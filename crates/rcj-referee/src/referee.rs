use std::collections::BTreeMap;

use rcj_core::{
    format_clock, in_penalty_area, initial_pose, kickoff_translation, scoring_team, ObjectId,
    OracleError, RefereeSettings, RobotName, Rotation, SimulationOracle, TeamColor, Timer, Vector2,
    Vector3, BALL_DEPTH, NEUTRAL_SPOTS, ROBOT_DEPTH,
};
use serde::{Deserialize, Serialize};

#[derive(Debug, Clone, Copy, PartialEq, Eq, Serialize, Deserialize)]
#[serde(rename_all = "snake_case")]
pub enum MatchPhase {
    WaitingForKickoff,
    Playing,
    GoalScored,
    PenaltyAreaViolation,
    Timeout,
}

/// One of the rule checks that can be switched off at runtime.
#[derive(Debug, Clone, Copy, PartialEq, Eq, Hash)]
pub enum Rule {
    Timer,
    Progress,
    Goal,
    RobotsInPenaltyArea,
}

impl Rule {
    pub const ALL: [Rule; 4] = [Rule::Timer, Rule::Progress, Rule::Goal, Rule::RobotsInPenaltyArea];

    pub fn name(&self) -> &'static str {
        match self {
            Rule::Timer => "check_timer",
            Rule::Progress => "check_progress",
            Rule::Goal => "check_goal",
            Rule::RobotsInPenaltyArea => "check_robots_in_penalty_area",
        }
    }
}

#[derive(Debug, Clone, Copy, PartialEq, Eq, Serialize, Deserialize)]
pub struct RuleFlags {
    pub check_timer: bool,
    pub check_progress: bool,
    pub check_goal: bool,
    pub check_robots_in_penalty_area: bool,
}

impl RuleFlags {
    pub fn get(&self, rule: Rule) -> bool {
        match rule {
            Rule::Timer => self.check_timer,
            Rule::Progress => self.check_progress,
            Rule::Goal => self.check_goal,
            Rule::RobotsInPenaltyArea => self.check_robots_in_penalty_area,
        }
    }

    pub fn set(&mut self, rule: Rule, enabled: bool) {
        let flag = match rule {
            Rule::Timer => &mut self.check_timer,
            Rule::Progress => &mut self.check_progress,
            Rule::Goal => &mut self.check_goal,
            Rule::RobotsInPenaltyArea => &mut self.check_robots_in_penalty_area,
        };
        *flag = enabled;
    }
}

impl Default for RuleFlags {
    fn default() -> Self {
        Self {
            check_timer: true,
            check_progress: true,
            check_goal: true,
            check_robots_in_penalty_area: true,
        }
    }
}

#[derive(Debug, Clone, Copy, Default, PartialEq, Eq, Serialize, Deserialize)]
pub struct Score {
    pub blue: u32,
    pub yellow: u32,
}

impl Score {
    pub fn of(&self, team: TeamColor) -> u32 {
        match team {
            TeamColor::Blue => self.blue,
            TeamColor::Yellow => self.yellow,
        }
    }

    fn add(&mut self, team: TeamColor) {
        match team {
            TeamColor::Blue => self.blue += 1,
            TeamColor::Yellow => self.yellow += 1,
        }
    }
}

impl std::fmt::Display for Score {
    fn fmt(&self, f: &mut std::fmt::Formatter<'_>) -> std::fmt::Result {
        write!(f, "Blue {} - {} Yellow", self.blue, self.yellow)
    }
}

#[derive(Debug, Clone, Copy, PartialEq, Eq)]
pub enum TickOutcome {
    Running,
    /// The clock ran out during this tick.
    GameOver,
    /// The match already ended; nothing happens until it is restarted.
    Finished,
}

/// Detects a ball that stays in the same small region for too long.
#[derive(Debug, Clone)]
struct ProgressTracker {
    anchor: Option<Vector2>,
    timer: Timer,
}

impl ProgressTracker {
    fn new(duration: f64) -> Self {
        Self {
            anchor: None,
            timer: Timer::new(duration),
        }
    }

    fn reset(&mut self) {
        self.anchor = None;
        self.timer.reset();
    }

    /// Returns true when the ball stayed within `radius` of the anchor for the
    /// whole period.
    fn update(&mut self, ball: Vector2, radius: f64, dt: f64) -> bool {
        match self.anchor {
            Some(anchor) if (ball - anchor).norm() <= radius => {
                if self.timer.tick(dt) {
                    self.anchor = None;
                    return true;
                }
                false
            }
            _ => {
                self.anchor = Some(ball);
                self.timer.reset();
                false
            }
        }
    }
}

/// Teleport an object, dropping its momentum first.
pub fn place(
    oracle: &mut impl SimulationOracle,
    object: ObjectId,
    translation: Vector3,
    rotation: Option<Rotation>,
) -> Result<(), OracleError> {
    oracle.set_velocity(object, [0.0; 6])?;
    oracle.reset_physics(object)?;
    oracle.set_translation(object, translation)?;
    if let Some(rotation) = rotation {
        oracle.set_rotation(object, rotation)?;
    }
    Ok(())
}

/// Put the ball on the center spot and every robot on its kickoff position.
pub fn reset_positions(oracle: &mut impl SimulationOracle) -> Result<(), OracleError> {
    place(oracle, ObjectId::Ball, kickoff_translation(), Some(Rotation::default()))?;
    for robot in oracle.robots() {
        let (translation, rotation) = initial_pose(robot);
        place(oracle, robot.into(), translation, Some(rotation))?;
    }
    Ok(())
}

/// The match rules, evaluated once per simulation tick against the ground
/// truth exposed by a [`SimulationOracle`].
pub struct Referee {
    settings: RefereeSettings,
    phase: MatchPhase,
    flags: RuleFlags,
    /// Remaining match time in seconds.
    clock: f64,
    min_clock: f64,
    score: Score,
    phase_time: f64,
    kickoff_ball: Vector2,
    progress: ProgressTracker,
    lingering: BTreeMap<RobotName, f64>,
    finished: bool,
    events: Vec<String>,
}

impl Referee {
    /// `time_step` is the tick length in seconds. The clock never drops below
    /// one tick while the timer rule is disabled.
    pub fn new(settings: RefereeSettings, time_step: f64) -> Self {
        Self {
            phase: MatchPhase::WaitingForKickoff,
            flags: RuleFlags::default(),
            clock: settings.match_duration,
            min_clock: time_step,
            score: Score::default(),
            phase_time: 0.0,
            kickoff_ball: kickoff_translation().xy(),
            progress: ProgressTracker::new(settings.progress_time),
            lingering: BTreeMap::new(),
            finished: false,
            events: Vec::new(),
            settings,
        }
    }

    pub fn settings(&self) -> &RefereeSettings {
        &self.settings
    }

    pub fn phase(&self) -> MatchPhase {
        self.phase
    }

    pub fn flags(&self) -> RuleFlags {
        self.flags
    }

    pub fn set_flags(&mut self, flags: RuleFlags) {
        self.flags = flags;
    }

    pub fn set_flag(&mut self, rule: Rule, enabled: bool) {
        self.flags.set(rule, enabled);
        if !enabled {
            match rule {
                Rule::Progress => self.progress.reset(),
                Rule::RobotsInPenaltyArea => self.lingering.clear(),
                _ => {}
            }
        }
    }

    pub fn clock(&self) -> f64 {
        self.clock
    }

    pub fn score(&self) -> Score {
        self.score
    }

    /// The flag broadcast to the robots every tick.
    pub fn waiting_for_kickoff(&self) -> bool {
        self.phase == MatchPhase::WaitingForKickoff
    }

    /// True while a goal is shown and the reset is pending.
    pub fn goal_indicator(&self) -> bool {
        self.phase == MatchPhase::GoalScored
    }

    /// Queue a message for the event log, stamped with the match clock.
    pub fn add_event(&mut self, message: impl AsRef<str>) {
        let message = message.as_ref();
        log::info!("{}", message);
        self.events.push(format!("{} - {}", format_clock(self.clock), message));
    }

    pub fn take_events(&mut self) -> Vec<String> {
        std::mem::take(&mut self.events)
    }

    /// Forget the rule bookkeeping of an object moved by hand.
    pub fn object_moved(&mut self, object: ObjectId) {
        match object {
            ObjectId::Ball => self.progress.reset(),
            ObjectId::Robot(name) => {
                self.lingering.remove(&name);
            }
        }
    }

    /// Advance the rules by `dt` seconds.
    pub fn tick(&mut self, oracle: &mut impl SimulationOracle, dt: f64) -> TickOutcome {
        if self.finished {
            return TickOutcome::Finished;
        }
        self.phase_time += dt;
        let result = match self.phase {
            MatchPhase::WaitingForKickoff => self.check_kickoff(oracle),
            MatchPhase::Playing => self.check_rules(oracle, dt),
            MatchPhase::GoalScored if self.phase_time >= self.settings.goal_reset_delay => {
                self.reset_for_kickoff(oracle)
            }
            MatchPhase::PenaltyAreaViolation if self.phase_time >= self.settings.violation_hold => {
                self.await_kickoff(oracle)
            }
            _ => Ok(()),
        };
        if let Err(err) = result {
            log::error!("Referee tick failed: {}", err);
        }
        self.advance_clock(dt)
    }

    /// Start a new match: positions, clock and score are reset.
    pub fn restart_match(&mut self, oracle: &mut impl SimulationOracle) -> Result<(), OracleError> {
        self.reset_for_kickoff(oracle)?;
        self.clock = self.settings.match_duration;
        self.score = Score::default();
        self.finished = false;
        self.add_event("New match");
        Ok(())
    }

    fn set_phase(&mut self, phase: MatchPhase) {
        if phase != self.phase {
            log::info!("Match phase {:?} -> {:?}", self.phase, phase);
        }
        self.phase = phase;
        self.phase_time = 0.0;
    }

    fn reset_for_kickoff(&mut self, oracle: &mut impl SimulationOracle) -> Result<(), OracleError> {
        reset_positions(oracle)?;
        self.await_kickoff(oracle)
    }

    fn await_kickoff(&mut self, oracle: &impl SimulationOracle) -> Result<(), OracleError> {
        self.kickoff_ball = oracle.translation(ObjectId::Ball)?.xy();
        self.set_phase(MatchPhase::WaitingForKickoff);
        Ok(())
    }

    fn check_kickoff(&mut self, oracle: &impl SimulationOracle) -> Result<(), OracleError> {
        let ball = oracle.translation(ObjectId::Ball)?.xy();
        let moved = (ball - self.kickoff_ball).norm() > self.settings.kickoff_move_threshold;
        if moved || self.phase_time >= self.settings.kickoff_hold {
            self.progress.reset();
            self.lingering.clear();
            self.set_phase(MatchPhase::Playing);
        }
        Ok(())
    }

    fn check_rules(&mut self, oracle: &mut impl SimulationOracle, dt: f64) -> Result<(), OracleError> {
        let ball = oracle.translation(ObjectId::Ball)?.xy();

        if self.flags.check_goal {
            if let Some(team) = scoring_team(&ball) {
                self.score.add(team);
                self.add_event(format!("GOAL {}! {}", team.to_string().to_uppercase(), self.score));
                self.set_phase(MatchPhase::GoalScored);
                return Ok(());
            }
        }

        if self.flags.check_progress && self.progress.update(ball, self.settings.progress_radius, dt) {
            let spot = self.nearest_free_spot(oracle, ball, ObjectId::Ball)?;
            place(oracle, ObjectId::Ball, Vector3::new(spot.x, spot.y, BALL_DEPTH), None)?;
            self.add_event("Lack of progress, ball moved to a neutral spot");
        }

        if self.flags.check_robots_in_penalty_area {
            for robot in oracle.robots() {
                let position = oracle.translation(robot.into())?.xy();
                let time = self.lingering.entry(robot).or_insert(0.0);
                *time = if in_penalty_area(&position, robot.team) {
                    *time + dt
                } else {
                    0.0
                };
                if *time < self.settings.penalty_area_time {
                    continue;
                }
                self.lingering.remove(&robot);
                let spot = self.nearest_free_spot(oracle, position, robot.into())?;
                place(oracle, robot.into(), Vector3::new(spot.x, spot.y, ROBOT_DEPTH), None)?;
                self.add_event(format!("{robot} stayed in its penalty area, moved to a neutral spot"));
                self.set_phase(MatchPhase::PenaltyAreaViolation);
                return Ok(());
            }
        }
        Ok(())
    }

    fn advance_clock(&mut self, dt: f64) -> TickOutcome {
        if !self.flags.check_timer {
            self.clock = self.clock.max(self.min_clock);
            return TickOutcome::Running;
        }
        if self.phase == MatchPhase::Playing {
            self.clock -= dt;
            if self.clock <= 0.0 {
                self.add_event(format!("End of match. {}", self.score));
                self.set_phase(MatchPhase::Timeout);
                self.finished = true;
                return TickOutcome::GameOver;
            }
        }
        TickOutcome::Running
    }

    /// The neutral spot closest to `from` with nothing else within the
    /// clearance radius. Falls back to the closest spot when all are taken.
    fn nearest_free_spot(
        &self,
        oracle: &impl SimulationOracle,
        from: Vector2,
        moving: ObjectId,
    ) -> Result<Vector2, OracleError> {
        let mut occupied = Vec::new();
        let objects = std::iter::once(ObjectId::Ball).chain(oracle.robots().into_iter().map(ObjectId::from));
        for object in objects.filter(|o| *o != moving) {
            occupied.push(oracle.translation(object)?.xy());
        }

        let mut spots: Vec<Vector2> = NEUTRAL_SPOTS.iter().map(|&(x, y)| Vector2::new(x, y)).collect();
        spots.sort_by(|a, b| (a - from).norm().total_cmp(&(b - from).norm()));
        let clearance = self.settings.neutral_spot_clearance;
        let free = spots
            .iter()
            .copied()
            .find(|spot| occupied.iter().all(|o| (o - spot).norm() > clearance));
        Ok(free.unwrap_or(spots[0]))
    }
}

■ ■ ■ ■ ■ ■ ■

Requirement: Going through the data, tally the lines containing "every" and report only the result.

Problem solution: 2